Lebanon in its Second Century: A Vision for the Future, panel focused on economic justice and socio-economic policies. by NOWLEBANON

Justice and development take center stage at “AUB’s vision of the future”

“Lebanon in its Second Century: A Vision for the Future” seminar series commenced on September 9 with a panel focused on economic justice and socio-economic policies. The inaugural session featured two presentations. The first, titled “The Future Vision for the Lebanese Economy: What Economy Do We Envision for Lebanon in its Second Century,” was delivered by Diana Menhem, the Executive Director of Koullouna Irada, and dissected by Hassan Cheri, an Economics professor at the Lebanese American University and an expert in the Arab Non-Governmental Organizations Development Network.

The second presentation, named “Social Policies in Lebanon for Social Justice and Equality,” was given by Adib Neemeh, a development expert and consultant in the Arab Non-Governmental Organizations Development Network. The discourse involved Osama Safa, the Senior Social Policy Expert at the Economic and Social Commission for Western Asia (ESCWA).

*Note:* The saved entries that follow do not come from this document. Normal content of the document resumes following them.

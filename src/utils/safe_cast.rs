//! Checked numeric conversions for pixel geometry and wheel clicks

use crate::{Error, Result};

/// Safely convert usize to i32 with overflow checking
///
/// # Errors
///
/// Returns an error if the value exceeds `i32::MAX`
pub fn usize_to_i32(value: usize) -> Result<i32> {
    value
        .try_into()
        .map_err(|_| Error::InvalidInput(format!("Value {value} too large to fit in i32")))
}

/// Safely convert f64 to i32 with bounds checking
///
/// # Errors
///
/// Returns an error if the value is not finite or outside i32 range
#[allow(clippy::cast_possible_truncation)] // Truncation after bounds check is safe
pub fn f64_to_i32(value: f64) -> Result<i32> {
    if value.is_finite() && value >= f64::from(i32::MIN) && value <= f64::from(i32::MAX) {
        Ok(value as i32)
    } else {
        Err(Error::InvalidInput(format!(
            "Value {value} cannot be safely converted to i32"
        )))
    }
}

/// Clamp and convert f32 to i32 for pixel coordinates
#[must_use]
#[allow(clippy::cast_precision_loss)] // Acceptable for clamping bounds
#[allow(clippy::cast_possible_truncation)] // Clamping ensures safe truncation
pub fn f32_to_i32_clamp(value: f32, min: i32, max: i32) -> i32 {
    let (min, max) = if min <= max { (min, max) } else { (max, min) };

    if !value.is_finite() {
        return min;
    }

    let clamped = value.clamp(min as f32, max as f32);
    (clamped as i32).clamp(min, max)
}

#[cfg(test)]
mod tests {
    use super::*;
    use proptest::prelude::*;

    #[test]
    fn test_usize_to_i32() {
        assert_eq!(usize_to_i32(0).unwrap(), 0);
        assert_eq!(usize_to_i32(191).unwrap(), 191);
        assert_eq!(usize_to_i32(i32::MAX as usize).unwrap(), i32::MAX);
        assert!(usize_to_i32(i32::MAX as usize + 1).is_err());
    }

    #[test]
    fn test_f64_to_i32() {
        assert_eq!(f64_to_i32(42.9).unwrap(), 42);
        assert_eq!(f64_to_i32(-1.7).unwrap(), -1);
        assert_eq!(f64_to_i32(2147483647.0).unwrap(), i32::MAX);

        assert!(f64_to_i32(f64::NAN).is_err());
        assert!(f64_to_i32(f64::INFINITY).is_err());
        assert!(f64_to_i32(2147483648.0).is_err());
    }

    #[test]
    fn test_f32_to_i32_clamp() {
        assert_eq!(f32_to_i32_clamp(50.0, 0, 100), 50);
        assert_eq!(f32_to_i32_clamp(-10.0, 0, 100), 0);
        assert_eq!(f32_to_i32_clamp(150.0, 0, 100), 100);
        assert_eq!(f32_to_i32_clamp(f32::NAN, 0, 100), 0);
        // Swapped bounds are normalized
        assert_eq!(f32_to_i32_clamp(150.0, 100, 0), 100);
    }

    proptest! {
        #[test]
        fn prop_f32_to_i32_clamp_always_within_bounds(
            value in any::<f32>(),
            min in -10_000i32..10_000,
            max in -10_000i32..10_000
        ) {
            let (lo, hi) = if min <= max { (min, max) } else { (max, min) };
            let result = f32_to_i32_clamp(value, min, max);
            prop_assert!(result >= lo);
            prop_assert!(result <= hi);
        }

        #[test]
        fn prop_f64_to_i32_roundtrips_integers(value in i32::MIN..=i32::MAX) {
            prop_assert_eq!(f64_to_i32(f64::from(value)).unwrap(), value);
        }
    }
}
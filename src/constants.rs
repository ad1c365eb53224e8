//! Constants used throughout the application

/// Number of points produced by the face mesh model
pub const NUM_FACE_MESH_LANDMARKS: usize = 468;

/// Side length of the square face mesh model input
pub const FACE_MESH_INPUT_SIZE: i32 = 192;

/// Values per mesh point in the model output (x, y, z)
pub const FACE_MESH_VALUES_PER_POINT: usize = 3;

/// Mesh indices of the pose key points: nose tip, chin, left eye outer corner,
/// right eye outer corner, left mouth corner, right mouth corner
pub const KEY_POINT_INDICES: [usize; 6] = [1, 152, 226, 350, 78, 308];

/// Canonical 3D face model, in the same order as [`KEY_POINT_INDICES`]
pub const CANONICAL_FACE_MODEL: [[f64; 3]; 6] = [
    [0.0, 0.0, 0.0],
    [0.0, -330.0, -65.0],
    [-225.0, 170.0, -135.0],
    [225.0, 170.0, -135.0],
    [-150.0, -150.0, -125.0],
    [150.0, -150.0, -125.0],
];

/// Offset added to every Euler angle, shifting (-180, 180] into [0, 360)
pub const ANGLE_OFFSET_DEGREES: f64 = 180.0;

/// Camera matrix center factor
pub const CAMERA_CENTER_FACTOR: f64 = 2.0;

/// Accepted pose samples averaged into the neutral baseline
pub const CALIBRATION_SAMPLES: usize = 120;

/// Roll deviation (degrees) tolerated around the baseline without scrolling
pub const DEAD_ZONE_DEGREES: f64 = 10.0;

/// Roll deviation above which the reading wrapped past the 0/360 seam
pub const WRAPAROUND_DEGREES: f64 = 300.0;

/// Wheel units injected per frame that qualifies for scrolling
pub const SCROLL_STEP: f64 = 0.3;

/// Requested capture size and rate
pub const DEFAULT_FRAME_WIDTH: i32 = 640;
pub const DEFAULT_FRAME_HEIGHT: i32 = 480;
pub const DEFAULT_FPS: f64 = 30.0;

/// Image normalization constants for face detection
pub const IMAGE_NORMALIZATION_OFFSET: f32 = 127.5;
pub const IMAGE_NORMALIZATION_SCALE: f32 = 128.0;

/// Default SCRFD input size when the model does not fix it
pub const DEFAULT_DETECTOR_INPUT_SIZE: i32 = 640;
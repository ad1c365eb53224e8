//! Utility functions for region geometry and numeric conversions.

pub mod safe_cast;

use opencv::core::Rect;
use safe_cast::f32_to_i32_clamp;

/// Expand a face box by `shift` of its size on every side, square it, and fit it into the frame
///
/// The mesh model expects some context around the face and a square input.
/// Returns `None` when the frame is empty or the box lies entirely outside it.
#[must_use]
#[allow(clippy::cast_precision_loss)] // Precision loss acceptable for box dimensions
pub fn refine_box(bbox: Rect, max_width: i32, max_height: i32, shift: f32) -> Option<Rect> {
    if max_width <= 0 || max_height <= 0 || bbox.width <= 0 || bbox.height <= 0 {
        return None;
    }

    let x_shift = f32_to_i32_clamp(bbox.width as f32 * shift, 0, max_width);
    let y_shift = f32_to_i32_clamp(bbox.height as f32 * shift, 0, max_height);

    // Square around the expanded box center, capped by the smaller frame side
    let width = bbox.width + 2 * x_shift;
    let height = bbox.height + 2 * y_shift;
    let side = width.max(height).min(max_width).min(max_height);
    let center_x = bbox.x + bbox.width / 2;
    let center_y = bbox.y + bbox.height / 2;

    let x = (center_x - side / 2).clamp(0, max_width - side);
    let y = (center_y - side / 2).clamp(0, max_height - side);
    let refined = Rect::new(x, y, side, side);

    let overlaps = bbox.x < max_width && bbox.y < max_height && bbox.x + bbox.width > 0 && bbox.y + bbox.height > 0;
    overlaps.then_some(refined)
}
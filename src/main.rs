//! Head Scroller: scroll the focused window by tilting your head.

use anyhow::Result;
use clap::Parser;
use head_scroller::{app::HeadScrollApp, config::Config};
use log::{info, warn};

#[derive(Parser, Debug)]
#[command(author, version, about, long_about = None)]
struct Args {
    /// Camera index to use (overrides the configuration file)
    #[arg(long)]
    cam: Option<i32>,

    /// Path to configuration file (YAML format)
    #[arg(short = 'C', long)]
    config: Option<String>,

    /// Show the annotated preview window
    #[arg(short, long)]
    preview: bool,

    /// Report scroll intents without injecting scroll events
    #[arg(long)]
    no_scroll: bool,

    /// Enable debug output
    #[arg(short, long)]
    debug: bool,
}

impl Args {
    /// Apply command line overrides on top of a loaded configuration
    fn apply(&self, mut config: Config) -> Config {
        if let Some(cam) = self.cam {
            config.camera.index = cam;
        }
        if self.preview {
            config.display.show_preview = true;
        }
        if self.no_scroll {
            config.scroll.enabled = false;
        }
        config
    }
}

fn main() -> Result<()> {
    let args = Args::parse();

    if args.debug {
        env_logger::init_from_env(env_logger::Env::new().default_filter_or("debug"));
    } else {
        env_logger::init_from_env(env_logger::Env::new().default_filter_or("info"));
    }

    info!("Head Scroller");

    let config_file = if let Some(config_path) = &args.config {
        info!("Loading configuration from: {}", config_path);
        match Config::from_file(config_path) {
            Ok(cfg) => cfg,
            Err(e) => {
                warn!("Failed to load config file: {}. Using defaults.", e);
                Config::default()
            }
        }
    } else {
        Config::default()
    };

    let config = args.apply(config_file);
    config.validate()?;

    let mut app = HeadScrollApp::new(config)?;
    app.run()?;

    Ok(())
}

#[cfg(test)]
mod tests {
    use super::*;

    #[test]
    fn test_defaults() {
        let args = Args::try_parse_from(["head-scroller"]).unwrap();
        assert_eq!(args.cam, None);
        assert!(!args.preview);
        assert!(!args.no_scroll);
        assert!(!args.debug);

        let config = args.apply(Config::default());
        assert_eq!(config, Config::default());
    }

    #[test]
    fn test_overrides_applied() {
        let args =
            Args::try_parse_from(["head-scroller", "--cam", "2", "-p", "--no-scroll", "-C", "my.yaml"]).unwrap();
        assert_eq!(args.config.as_deref(), Some("my.yaml"));

        let config = args.apply(Config::default());
        assert_eq!(config.camera.index, 2);
        assert!(config.display.show_preview);
        assert!(!config.scroll.enabled);
    }

    #[test]
    fn test_invalid_camera_index_rejected() {
        assert!(Args::try_parse_from(["head-scroller", "--cam", "front"]).is_err());
    }
}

Ziad Abdel Samad, the Executive Director of the Arab Non-Governmental Organizations Development Network and a lecturer at the Lebanese American University and Saint Joseph University, moderated the panel.

“Lebanon in its Second Century: A Vision for the Future” was initiated last month through a collaboration between the American University of Beirut, the Faculty of Arts and Sciences, and the Department of History and Archaeology. The panel discussions are scheduled to continue until March 2023.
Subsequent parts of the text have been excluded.